Some entries follow. Reproduce exactly the lines starting at the one with "for (key, favorite_id)" and stopping after the one with "if index.insert((user_id, pokemon_id), slot)?.is_some()".

━━━ Listed records

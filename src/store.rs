//! Storage operations for users, favorites and teams
//!
//! Every function runs in a single redb transaction. Write transactions are
//! committed only when the whole operation succeeded and aborted otherwise,
//! so a failed call never leaves partial state behind. Because redb
//! serializes writers and readers see a snapshot, a concurrent reader of a
//! team sees either the old slots or the new ones.

use chrono::Utc;
use redb::{Database, ReadableDatabase, ReadableTable, WriteTransaction};
use serde::de::DeserializeOwned;

use crate::database::{
    StoreError, TABLE_EMAIL_INDEX, TABLE_FAVORITES, TABLE_FAVORITE_INDEX, TABLE_SEQUENCES,
    TABLE_TEAM_INDEX, TABLE_TEAM_SLOTS, TABLE_USERNAME_INDEX, TABLE_USERS,
};
use crate::model::{FavoriteRecord, NewUser, TeamSlotRecord, UserRecord, MAX_TEAM_SIZE};

fn decode<T: DeserializeOwned>(raw: &str) -> Result<T, StoreError> {
    Ok(serde_json::from_str(raw)?)
}

/// Runs `op` inside a write transaction, committing on success.
fn write<T>(
    db: &Database,
    op: impl FnOnce(&WriteTransaction) -> Result<T, StoreError>,
) -> Result<T, StoreError> {
    let txn = db.begin_write()?;
    match op(&txn) {
        Ok(value) => {
            txn.commit()?;
            Ok(value)
        }
        Err(err) => {
            txn.abort()?;
            Err(err)
        }
    }
}

fn next_id(txn: &WriteTransaction, sequence: &str) -> Result<u64, StoreError> {
    let mut table = txn.open_table(TABLE_SEQUENCES)?;
    let next = table.get(sequence)?.map(|guard| guard.value()).unwrap_or(0) + 1;
    table.insert(sequence, next)?;
    Ok(next)
}

fn index_key(value: &str) -> String {
    value.trim().to_lowercase()
}

// Users

pub fn create_user(db: &Database, new_user: NewUser) -> Result<UserRecord, StoreError> {
    write(db, |txn| {
        let username_key = index_key(&new_user.username);
        let email_key = new_user.email.as_deref().map(index_key);

        {
            let usernames = txn.open_table(TABLE_USERNAME_INDEX)?;
            if usernames.get(username_key.as_str())?.is_some() {
                return Err(StoreError::Conflict("username"));
            }
        }
        if let Some(email_key) = &email_key {
            let emails = txn.open_table(TABLE_EMAIL_INDEX)?;
            if emails.get(email_key.as_str())?.is_some() {
                return Err(StoreError::Conflict("email"));
            }
        }

        let now = Utc::now();
        let record = UserRecord {
            id: next_id(txn, "users")?,
            username: new_user.username,
            email: new_user.email,
            password_hash: new_user.password_hash,
            is_staff: new_user.is_staff,
            is_superuser: new_user.is_superuser,
            is_active: new_user.is_active,
            date_joined: now,
            password_changed_at: now,
        };

        let json = serde_json::to_string(&record)?;
        txn.open_table(TABLE_USERS)?.insert(record.id, json.as_str())?;
        txn.open_table(TABLE_USERNAME_INDEX)?
            .insert(username_key.as_str(), record.id)?;
        if let Some(email_key) = &email_key {
            txn.open_table(TABLE_EMAIL_INDEX)?
                .insert(email_key.as_str(), record.id)?;
        }
        Ok(record)
    })
}

pub fn get_user(db: &Database, user_id: u64) -> Result<Option<UserRecord>, StoreError> {
    let read_txn = db.begin_read()?;
    let users = read_txn.open_table(TABLE_USERS)?;
    let user = match users.get(user_id)? {
        Some(raw) => Some(decode(raw.value())?),
        None => None,
    };
    Ok(user)
}

fn user_by_index(
    db: &Database,
    index: redb::TableDefinition<'static, &'static str, u64>,
    value: &str,
) -> Result<Option<UserRecord>, StoreError> {
    let read_txn = db.begin_read()?;
    let id = {
        let table = read_txn.open_table(index)?;
        let guard = table.get(index_key(value).as_str())?;
        guard.map(|guard| guard.value())
    };
    let Some(id) = id else {
        return Ok(None);
    };
    let users = read_txn.open_table(TABLE_USERS)?;
    let user = match users.get(id)? {
        Some(raw) => Some(decode(raw.value())?),
        None => None,
    };
    Ok(user)
}

/// Case-insensitive lookup by username.
pub fn find_user_by_username(db: &Database, username: &str) -> Result<Option<UserRecord>, StoreError> {
    user_by_index(db, TABLE_USERNAME_INDEX, username)
}

/// Case-insensitive lookup by e-mail.
pub fn find_user_by_email(db: &Database, email: &str) -> Result<Option<UserRecord>, StoreError> {
    user_by_index(db, TABLE_EMAIL_INDEX, email)
}

/// All users ordered by username.
pub fn list_users(db: &Database) -> Result<Vec<UserRecord>, StoreError> {
    let read_txn = db.begin_read()?;
    let users = read_txn.open_table(TABLE_USERS)?;
    let mut records = users
        .iter()?
        .map(|entry| {
            let (_, raw) = entry?;
            decode::<UserRecord>(raw.value())
        })
        .collect::<Result<Vec<_>, _>>()?;
    records.sort_by(|a, b| a.username.cmp(&b.username));
    Ok(records)
}

pub fn count_superusers(db: &Database) -> Result<usize, StoreError> {
    Ok(list_users(db)?.iter().filter(|user| user.is_superuser).count())
}

/// Replaces the stored user with `user` (matched by id), keeping the
/// username and e-mail indexes in sync. Returns `None` if the user is gone.
pub fn update_user(db: &Database, user: &UserRecord) -> Result<Option<UserRecord>, StoreError> {
    write(db, |txn| {
        let current: UserRecord = {
            let users = txn.open_table(TABLE_USERS)?;
            let Some(raw) = users.get(user.id)? else {
                return Ok(None);
            };
            decode(raw.value())?
        };

        let old_username = index_key(&current.username);
        let new_username = index_key(&user.username);
        if old_username != new_username {
            let mut usernames = txn.open_table(TABLE_USERNAME_INDEX)?;
            if usernames.get(new_username.as_str())?.is_some() {
                return Err(StoreError::Conflict("username"));
            }
            usernames.remove(old_username.as_str())?;
            usernames.insert(new_username.as_str(), user.id)?;
        }

        let old_email = current.email.as_deref().map(index_key);
        let new_email = user.email.as_deref().map(index_key);
        if old_email != new_email {
            let mut emails = txn.open_table(TABLE_EMAIL_INDEX)?;
            if let Some(new_email) = &new_email {
                if emails.get(new_email.as_str())?.is_some() {
                    return Err(StoreError::Conflict("email"));
                }
            }
            if let Some(old_email) = &old_email {
                emails.remove(old_email.as_str())?;
            }
            if let Some(new_email) = &new_email {
                emails.insert(new_email.as_str(), user.id)?;
            }
        }

        let json = serde_json::to_string(user)?;
        txn.open_table(TABLE_USERS)?.insert(user.id, json.as_str())?;
        Ok(Some(user.clone()))
    })
}

/// Deletes a user together with its favorites and team.
/// Returns `false` if no such user exists.
pub fn delete_user(db: &Database, user_id: u64) -> Result<bool, StoreError> {
    write(db, |txn| {
        let user: UserRecord = {
            let mut users = txn.open_table(TABLE_USERS)?;
            let Some(raw) = users.remove(user_id)? else {
                return Ok(false);
            };
            decode(raw.value())?
        };

        txn.open_table(TABLE_USERNAME_INDEX)?
            .remove(index_key(&user.username).as_str())?;
        if let Some(email) = &user.email {
            txn.open_table(TABLE_EMAIL_INDEX)?
                .remove(index_key(email).as_str())?;
        }

        clear_favorites(txn, user_id)?;
        clear_team(txn, user_id)?;
        Ok(true)
    })
}

// Favorites

/// Adds `pokemon_id` to the user's favorites.
///
/// Fails with [`StoreError::Conflict`] if it is already there.
pub fn add_favorite(db: &Database, user_id: u64, pokemon_id: u32) -> Result<FavoriteRecord, StoreError> {
    if pokemon_id == 0 {
        return Err(StoreError::Conflict("favorite_positive_pokemon_id"));
    }
    write(db, |txn| {
        let id = next_id(txn, "favorites")?;
        {
            let mut index = txn.open_table(TABLE_FAVORITE_INDEX)?;
            if index.insert((user_id, pokemon_id), id)?.is_some() {
                return Err(StoreError::Conflict("favorite_user_pokemon"));
            }
        }

        let record = FavoriteRecord {
            id,
            user_id,
            pokemon_id,
            created_at: Utc::now(),
        };
        let json = serde_json::to_string(&record)?;
        txn.open_table(TABLE_FAVORITES)?.insert(id, json.as_str())?;
        Ok(record)
    })
}

/// The user's favorites ordered by pokemon id.
pub fn list_favorites(db: &Database, user_id: u64) -> Result<Vec<FavoriteRecord>, StoreError> {
    let read_txn = db.begin_read()?;
    let index = read_txn.open_table(TABLE_FAVORITE_INDEX)?;
    let favorites = read_txn.open_table(TABLE_FAVORITES)?;

    let mut records = Vec::new();
    for entry in index.range((user_id, 0u32)..=(user_id, u32::MAX))? {
        let (_, favorite_id) = entry?;
        if let Some(raw) = favorites.get(favorite_id.value())? {
            records.push(decode::<FavoriteRecord>(raw.value())?);
        }
    }
    Ok(records)
}

/// Removes a favorite owned by `user_id`.
///
/// Returns `false` when the favorite does not exist or belongs to someone else.
pub fn remove_favorite(db: &Database, user_id: u64, favorite_id: u64) -> Result<bool, StoreError> {
    write(db, |txn| {
        let record: FavoriteRecord = {
            let favorites = txn.open_table(TABLE_FAVORITES)?;
            let Some(raw) = favorites.get(favorite_id)? else {
                return Ok(false);
            };
            decode(raw.value())?
        };
        if record.user_id != user_id {
            return Ok(false);
        }

        txn.open_table(TABLE_FAVORITES)?.remove(favorite_id)?;
        txn.open_table(TABLE_FAVORITE_INDEX)?
            .remove((user_id, record.pokemon_id))?;
        Ok(true)
    })
}

fn clear_favorites(txn: &WriteTransaction, user_id: u64) -> Result<(), StoreError> {
    let mut index = txn.open_table(TABLE_FAVORITE_INDEX)?;
    let entries = index
        .range((user_id, 0u32)..=(user_id, u32::MAX))?
        .map(|entry| entry.map(|(key, id)| (key.value(), id.value())))
        .collect::<Result<Vec<_>, _>>()?;

    let mut favorites = txn.open_table(TABLE_FAVORITES)?;
    for (key, favorite_id) in entries {
        index.remove(key)?;
        favorites.remove(favorite_id)?;
    }
    Ok(())
}

// Team

/// Replaces the user's whole team with `pokemon_ids`, numbered 1..=N in order.
///
/// Duplicates, ids of 0 or more than six entries violate the storage
/// constraints; the transaction is then aborted and the previous team stays.
pub fn set_team(db: &Database, user_id: u64, pokemon_ids: &[u32]) -> Result<Vec<TeamSlotRecord>, StoreError> {
    write(db, |txn| {
        clear_team(txn, user_id)?;

        let now = Utc::now();
        let mut slots = Vec::with_capacity(pokemon_ids.len());
        for (position, &pokemon_id) in pokemon_ids.iter().enumerate() {
            if position >= MAX_TEAM_SIZE {
                return Err(StoreError::Conflict("team_slot_range"));
            }
            if pokemon_id == 0 {
                return Err(StoreError::Conflict("team_positive_pokemon_id"));
            }
            let slot = position as u8 + 1;

            {
                let mut index = txn.open_table(TABLE_TEAM_INDEX)?;
                if index.insert((user_id, pokemon_id), slot)?.is_some() {
                    return Err(StoreError::Conflict("team_user_pokemon"));
                }
            }

            let record = TeamSlotRecord {
                id: next_id(txn, "team_slots")?,
                user_id,
                slot,
                pokemon_id,
                created_at: now,
                updated_at: now,
            };
            let json = serde_json::to_string(&record)?;
            let mut table = txn.open_table(TABLE_TEAM_SLOTS)?;
            if table.insert((user_id, slot), json.as_str())?.is_some() {
                return Err(StoreError::Conflict("team_user_slot"));
            }
            slots.push(record);
        }
        Ok(slots)
    })
}

/// The user's team ordered by slot.
pub fn list_team(db: &Database, user_id: u64) -> Result<Vec<TeamSlotRecord>, StoreError> {
    let read_txn = db.begin_read()?;
    let table = read_txn.open_table(TABLE_TEAM_SLOTS)?;
    let slots = table
        .range((user_id, 0u8)..=(user_id, u8::MAX))?
        .map(|entry| {
            let (_, raw) = entry?;
            decode::<TeamSlotRecord>(raw.value())
        })
        .collect::<Result<Vec<_>, _>>()?;
    Ok(slots)
}

fn clear_team(txn: &WriteTransaction, user_id: u64) -> Result<(), StoreError> {
    let mut slots = txn.open_table(TABLE_TEAM_SLOTS)?;
    let slot_keys = slots
        .range((user_id, 0u8)..=(user_id, u8::MAX))?
        .map(|entry| entry.map(|(key, _)| key.value()))
        .collect::<Result<Vec<_>, _>>()?;
    for key in slot_keys {
        slots.remove(key)?;
    }

    let mut index = txn.open_table(TABLE_TEAM_INDEX)?;
    let index_keys = index
        .range((user_id, 0u32)..=(user_id, u32::MAX))?
        .map(|entry| entry.map(|(key, _)| key.value()))
        .collect::<Result<Vec<_>, _>>()?;
    for key in index_keys {
        index.remove(key)?;
    }
    Ok(())
}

━━━━━━

Response below
    for (key, favorite_id) in entries {
        index.remove(key)?;
        favorites.remove(favorite_id)?;
    }
    Ok(())
}

// Team

/// Replaces the user's whole team with `pokemon_ids`, numbered 1..=N in order.
///
/// Duplicates, ids of 0 or more than six entries violate the storage
/// constraints; the transaction is then aborted and the previous team stays.
pub fn set_team(db: &Database, user_id: u64, pokemon_ids: &[u32]) -> Result<Vec<TeamSlotRecord>, StoreError> {
    write(db, |txn| {
        clear_team(txn, user_id)?;

        let now = Utc::now();
        let mut slots = Vec::with_capacity(pokemon_ids.len());
        for (position, &pokemon_id) in pokemon_ids.iter().enumerate() {
            if position >= MAX_TEAM_SIZE {
                return Err(StoreError::Conflict("team_slot_range"));
            }
            if pokemon_id == 0 {
                return Err(StoreError::Conflict("team_positive_pokemon_id"));
            }
            let slot = position as u8 + 1;

            {
                let mut index = txn.open_table(TABLE_TEAM_INDEX)?;
                if index.insert((user_id, pokemon_id), slot)?.is_some() {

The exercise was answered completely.